** Opening Material provided block **

//! Pool and strategy events.
//!
//! Every observable state change of the pool and the strategy manager is
//! published as a `PoolEvent` on an `EventBus`. Subscribers (dashboards,
//! loggers, tests) receive events through a tokio broadcast channel.
//! Event names on the wire are the kebab-case `type` tags.

use serde::{Deserialize, Serialize};
use tokio::sync::broadcast;
use tokio_stream::wrappers::BroadcastStream;

use crate::scheduler::{TaskId, WorkerId};

/// Default capacity of the broadcast buffer.
const DEFAULT_EVENT_CAPACITY: usize = 1024;

/// Events emitted by the pool and the strategy manager.
#[derive(Debug, Clone, PartialEq, Serialize, Deserialize)]
#[serde(tag = "type", rename_all = "kebab-case")]
pub enum PoolEvent {
    #[serde(rename_all = "camelCase")]
    WorkerCreated { worker_id: WorkerId },

    #[serde(rename_all = "camelCase")]
    WorkerExit {
        worker_id: WorkerId,
        code: Option<i32>,
        signal: Option<i32>,
        reason: String,
    },

    #[serde(rename_all = "camelCase")]
    TaskQueued { task_id: TaskId, backlog: usize },

    #[serde(rename_all = "camelCase")]
    TaskStarted { task_id: TaskId, worker_id: WorkerId },

    #[serde(rename_all = "camelCase")]
    TaskCompleted {
        task_id: TaskId,
        worker_id: WorkerId,
        result: serde_json::Value,
        /// Milliseconds.
        duration: u64,
    },

    #[serde(rename_all = "camelCase")]
    TaskError {
        task_id: TaskId,
        worker_id: WorkerId,
        error: String,
    },

    #[serde(rename_all = "camelCase")]
    TaskTimeout {
        task_id: TaskId,
        worker_id: WorkerId,
        /// Milliseconds.
        timeout: u64,
    },

    #[serde(rename_all = "camelCase")]
    WorkerRecycling {
        worker_id: WorkerId,
        tasks_processed: u64,
    },

    #[serde(rename_all = "camelCase")]
    StrategyChanged { from: Option<String>, to: String },

    #[serde(rename_all = "camelCase")]
    AutoSwitching {
        from: String,
        to: String,
        from_rate: f64,
        to_rate: f64,
    },

    #[serde(rename_all = "camelCase")]
    WorkerSelected {
        strategy: String,
        task_id: String,
        worker_id: WorkerId,
        duration_us: u64,
        /// True when the strategy fell back outside its preferred candidates.
        fallback: bool,
    },

    #[serde(rename_all = "camelCase")]
    SelectionError {
        strategy: String,
        task_id: String,
        error: String,
    },

    #[serde(rename_all = "camelCase")]
    AssignmentFailed {
        strategy: String,
        task_id: String,
        reason: String,
    },
}

impl PoolEvent {
    /// Wire name of the event.
    pub fn name(&self) -> &'static str {
        match self {
            PoolEvent::WorkerCreated { .. } => "worker-created",
            PoolEvent::WorkerExit { .. } => "worker-exit",
            PoolEvent::TaskQueued { .. } => "task-queued",
            PoolEvent::TaskStarted { .. } => "task-started",
            PoolEvent::TaskCompleted { .. } => "task-completed",
            PoolEvent::TaskError { .. } => "task-error",
            PoolEvent::TaskTimeout { .. } => "task-timeout",
            PoolEvent::WorkerRecycling { .. } => "worker-recycling",
            PoolEvent::StrategyChanged { .. } => "strategy-changed",
            PoolEvent::AutoSwitching { .. } => "auto-switching",
            PoolEvent::WorkerSelected { .. } => "worker-selected",
            PoolEvent::SelectionError { .. } => "selection-error",
            PoolEvent::AssignmentFailed { .. } => "assignment-failed",
        }
    }

    /// Task id carried by task lifecycle events.
    pub fn task_id(&self) -> Option<&TaskId> {
        match self {
            PoolEvent::TaskQueued { task_id, .. }
            | PoolEvent::TaskStarted { task_id, .. }
            | PoolEvent::TaskCompleted { task_id, .. }
            | PoolEvent::TaskError { task_id, .. }
            | PoolEvent::TaskTimeout { task_id, .. } => Some(task_id),
            _ => None,
        }
    }

    /// Returns true for events that end a task's lifecycle.
    pub fn is_terminal(&self) -> bool {
        matches!(
            self,
            PoolEvent::TaskCompleted { .. }
                | PoolEvent::TaskError { .. }
                | PoolEvent::TaskTimeout { .. }
        )
    }
}

/// Broadcast bus for `PoolEvent`s. Cloning shares the same channel.
#[derive(Debug, Clone)]
pub struct EventBus {
    sender: broadcast::Sender<PoolEvent>,
}

impl EventBus {
    /// Creates a bus with the given buffer capacity.
    pub fn new(capacity: usize) -> Self {
        let (sender, _) = broadcast::channel(capacity.max(1));
        Self { sender }
    }

    /// Publishes an event. Events are dropped when nobody listens.
    pub fn emit(&self, event: PoolEvent) {
        tracing::trace!(event = event.name(), "Emitting pool event");
        // Ignore send errors - there may be no subscribers
        let _ = self.sender.send(event);
    }

    /// Subscribes to events published from now on.
    pub fn subscribe(&self) -> broadcast::Receiver<PoolEvent> {
        self.sender.subscribe()
    }

    /// Subscribes as a `Stream`. Lagged receivers yield an error item.
    pub fn stream(&self) -> BroadcastStream<PoolEvent> {
        BroadcastStream::new(self.sender.subscribe())
    }

    /// Number of active subscribers.
    pub fn subscriber_count(&self) -> usize {
        self.sender.receiver_count()
    }
}

impl Default for EventBus {
    fn default() -> Self {
        Self::new(DEFAULT_EVENT_CAPACITY)
    }
}
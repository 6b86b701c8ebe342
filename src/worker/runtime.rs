//! Worker side of the coordinator protocol.
//!
//! Reads coordinator messages from stdin, runs tasks through a
//! [`TaskHandler`], and writes results and periodic metrics to stdout.
//! Logging goes to stderr.

use std::sync::{Arc, Mutex};
use std::time::{Duration, Instant};

use tokio::io::{AsyncBufReadExt, AsyncRead, AsyncWrite, AsyncWriteExt, BufReader};
use tokio::sync::mpsc;
use tokio::task::JoinHandle;
use tokio::time::{interval_at, MissedTickBehavior};
use tracing::{debug, info, trace, warn};

use crate::error::{ConfigError, ProtocolError, WorkerError};
use crate::scheduler::process::{MEMORY_LIMIT_ENV, METRICS_INTERVAL_ENV, WORKER_ID_ENV};
use crate::scheduler::{decode_line, encode_line, CoordinatorMessage, WorkerId, WorkerMessage};

use super::handler::TaskHandler;
use super::sampler::ResourceSampler;

/// Default interval between metrics reports.
const DEFAULT_METRICS_INTERVAL: Duration = Duration::from_secs(5);

/// Settings of one worker process.
#[derive(Debug, Clone, PartialEq)]
pub struct WorkerConfig {
    pub worker_id: WorkerId,
    pub metrics_interval: Duration,
    pub memory_limit_mb: Option<u64>,
}

impl Default for WorkerConfig {
    fn default() -> Self {
        Self {
            worker_id: WorkerId::generate(),
            metrics_interval: DEFAULT_METRICS_INTERVAL,
            memory_limit_mb: None,
        }
    }
}

impl WorkerConfig {
    /// Reads the settings the coordinator passes through the environment.
    pub fn from_env() -> Result<Self, ConfigError> {
        let mut config = Self::default();

        if let Ok(id) = std::env::var(WORKER_ID_ENV) {
            if !id.is_empty() {
                config.worker_id = WorkerId::from(id);
            }
        }

        if let Ok(value) = std::env::var(METRICS_INTERVAL_ENV) {
            let millis: u64 = value.parse().map_err(|_| ConfigError::InvalidValue {
                key: METRICS_INTERVAL_ENV.to_string(),
                message: format!("expected milliseconds, got '{}'", value),
            })?;
            if millis == 0 {
                return Err(ConfigError::InvalidValue {
                    key: METRICS_INTERVAL_ENV.to_string(),
                    message: "must be greater than 0".to_string(),
                });
            }
            config.metrics_interval = Duration::from_millis(millis);
        }

        if let Ok(value) = std::env::var(MEMORY_LIMIT_ENV) {
            let limit: u64 = value.parse().map_err(|_| ConfigError::InvalidValue {
                key: MEMORY_LIMIT_ENV.to_string(),
                message: format!("expected megabytes, got '{}'", value),
            })?;
            config.memory_limit_mb = Some(limit);
        }

        Ok(config)
    }
}

/// Runs tasks for the coordinator until told to stop.
pub struct WorkerRuntime<H> {
    config: WorkerConfig,
    handler: Arc<H>,
}

impl<H: TaskHandler + 'static> WorkerRuntime<H> {
    pub fn new(config: WorkerConfig, handler: H) -> Self {
        Self {
            config,
            handler: Arc::new(handler),
        }
    }

    /// Serves the protocol on the process's stdin and stdout.
    pub async fn run(self) -> Result<(), WorkerError> {
        self.serve(tokio::io::stdin(), tokio::io::stdout()).await
    }

    /// Serves the protocol on arbitrary streams. Returns on `shutdown` or
    /// end of input.
    pub async fn serve<R, W>(self, input: R, output: W) -> Result<(), WorkerError>
    where
        R: AsyncRead + Unpin,
        W: AsyncWrite + Unpin + Send + 'static,
    {
        let worker_id = self.config.worker_id.clone();
        let sampler = Arc::new(Mutex::new(ResourceSampler::new(self.config.memory_limit_mb)));

        let (outgoing, outgoing_rx) = mpsc::unbounded_channel();
        let writer = tokio::spawn(write_messages(output, outgoing_rx));

        outgoing
            .send(WorkerMessage::Ready {
                worker_id: worker_id.clone(),
            })
            .map_err(|_| ProtocolError::ChannelClosed)?;
        info!(worker_id = %worker_id, "Worker ready");

        let interval = self.config.metrics_interval;
        let mut metrics = interval_at(tokio::time::Instant::now() + interval, interval);
        metrics.set_missed_tick_behavior(MissedTickBehavior::Skip);

        let mut lines = BufReader::new(input).lines();
        let mut running: Option<JoinHandle<()>> = None;

        loop {
            tokio::select! {
                line = lines.next_line() => {
                    let line = match line {
                        Ok(Some(line)) => line,
                        Ok(None) => {
                            debug!(worker_id = %worker_id, "Coordinator closed stdin");
                            break;
                        }
                        Err(e) => {
                            warn!(worker_id = %worker_id, error = %e, "Failed to read from coordinator");
                            break;
                        }
                    };
                    if line.trim().is_empty() {
                        continue;
                    }
                    match decode_line::<CoordinatorMessage>(&line) {
                        Ok(CoordinatorMessage::ExecuteTask { task }) => {
                            let Some(task_id) = task.id.clone() else {
                                warn!(worker_id = %worker_id, "Task without id ignored");
                                continue;
                            };
                            if running.as_ref().is_some_and(|h| !h.is_finished()) {
                                warn!(worker_id = %worker_id, task_id = %task_id, "Task received while busy");
                            }
                            let handler = Arc::clone(&self.handler);
                            let sampler = Arc::clone(&sampler);
                            let outgoing = outgoing.clone();
                            running = Some(tokio::spawn(async move {
                                debug!(task_id = %task_id, "Task started");
                                let started = Instant::now();
                                let message = match handler.handle(&task).await {
                                    Ok(report) => {
                                        let usage = report.usage.or_else(|| {
                                            sampler.lock().ok().map(|mut s| s.usage())
                                        });
                                        WorkerMessage::TaskResult {
                                            task_id,
                                            result: report.result,
                                            duration: started.elapsed().as_millis() as u64,
                                            usage,
                                        }
                                    }
                                    Err(e) => WorkerMessage::TaskError {
                                        task_id,
                                        error: e.to_string(),
                                    },
                                };
                                let _ = outgoing.send(message);
                            }));
                        }
                        Ok(CoordinatorMessage::Ping) => trace!(worker_id = %worker_id, "Ping"),
                        Ok(CoordinatorMessage::Shutdown) => {
                            info!(worker_id = %worker_id, "Shutdown requested");
                            break;
                        }
                        Err(e) => warn!(worker_id = %worker_id, error = %e, "Ignoring malformed coordinator message"),
                    }
                }
                _ = metrics.tick() => {
                    let sample = sampler.lock().ok().map(|mut s| s.sample());
                    if let Some((cpu, memory)) = sample {
                        let _ = outgoing.send(WorkerMessage::Metrics { cpu, memory });
                    }
                }
            }
        }

        if let Some(task) = running.take() {
            task.abort();
        }
        drop(outgoing);
        // Aborted tasks drop their sender, letting the writer drain and finish.
        match writer.await {
            Ok(result) => result?,
            Err(e) => warn!(error = %e, "Writer task failed"),
        }
        info!(worker_id = %worker_id, "Worker stopped");
        Ok(())
    }
}

async fn write_messages<W>(
    mut output: W,
    mut outgoing: mpsc::UnboundedReceiver<WorkerMessage>,
) -> Result<(), WorkerError>
where
    W: AsyncWrite + Unpin,
{
    while let Some(message) = outgoing.recv().await {
        let line = encode_line(&message)?;
        output
            .write_all(line.as_bytes())
            .await
            .map_err(ProtocolError::Io)?;
        output.flush().await.map_err(ProtocolError::Io)?;
    }
    Ok(())
}
/// Error reported for a task whose worker exited before answering.
fn orphaned_task_error(expected: bool, reason: &str, status: &str) -> String {
    if expected {
        format!("worker stopped ({}, {})", reason, status)
    } else {
        format!("worker exited unexpectedly ({})", status)
    }
}

struct WorkerProcess {
    handle: WorkerHandle,
    ready_reply: Option<ProvisionReply>,
    ready_timer: Option<AbortHandle>,
    kill_timer: Option<AbortHandle>,
    /// Set once the worker completed its handshake and strategies know it.
    announced: bool,
    /// Start a fresh worker when this one exits.
    replace_on_exit: bool,
    /// Why the coordinator stopped the worker; `None` for unexpected exits.
    exit_reason: Option<String>,
}

struct InFlight {
    task: Task,
    worker_id: WorkerId,
    started: Instant,
    timeout: Duration,
    timer: AbortHandle,
}

enum WorkerReport {
    Result {
        result: serde_json::Value,
        duration: Duration,
        usage: Option<ResourceUsage>,
    },
    Error(String),
}

#[derive(Debug, Default)]
struct Counters {
    submitted: u64,
    completed: u64,
    failed: u64,
    timed_out: u64,
    workers_created: u64,
    workers_recycled: u64,
    completed_duration: Duration,
}

struct Coordinator {
    config: PoolConfig,
    command: WorkerCommand,
    commands: mpsc::UnboundedSender<Command>,
    workers: WorkerDirectory,
    processes: HashMap<WorkerId, WorkerProcess>,
    backlog: VecDeque<Task>,
    in_flight: HashMap<TaskId, InFlight>,
    manager: StrategyManager,
    events: EventBus,
    metrics: MetricsCollector,
    counters: Counters,
    shutting_down: bool,
    shutdown_waiters: Vec<oneshot::Sender<()>>,
}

** Closing Material provided block **

■ **Problem**
Reproduce exactly, and with no other material, the lines between those holding "BroadcastStream::new(self.sender.subscribe())" and "const DEFAULT_METRICS_INTERVAL: Duration", inclusive.

■ **Answer for this exercise**
        BroadcastStream::new(self.sender.subscribe())
    }

    /// Number of active subscribers.
    pub fn subscriber_count(&self) -> usize {
        self.sender.receiver_count()
    }
}

impl Default for EventBus {
    fn default() -> Self {
        Self::new(DEFAULT_EVENT_CAPACITY)
    }
}
repository 6b86b701c8ebe342
filename src/worker/runtime.rs
//! Worker side of the coordinator protocol.
//!
//! Reads coordinator messages from stdin, runs tasks through a
//! [`TaskHandler`], and writes results and periodic metrics to stdout.
//! Logging goes to stderr.

use std::sync::{Arc, Mutex};
use std::time::{Duration, Instant};

use tokio::io::{AsyncBufReadExt, AsyncRead, AsyncWrite, AsyncWriteExt, BufReader};
use tokio::sync::mpsc;
use tokio::task::JoinHandle;
use tokio::time::{interval_at, MissedTickBehavior};
use tracing::{debug, info, trace, warn};

use crate::error::{ConfigError, ProtocolError, WorkerError};
use crate::scheduler::process::{MEMORY_LIMIT_ENV, METRICS_INTERVAL_ENV, WORKER_ID_ENV};
use crate::scheduler::{decode_line, encode_line, CoordinatorMessage, WorkerId, WorkerMessage};

use super::handler::TaskHandler;
use super::sampler::ResourceSampler;

/// Default interval between metrics reports.
const DEFAULT_METRICS_INTERVAL: Duration = Duration::from_secs(5);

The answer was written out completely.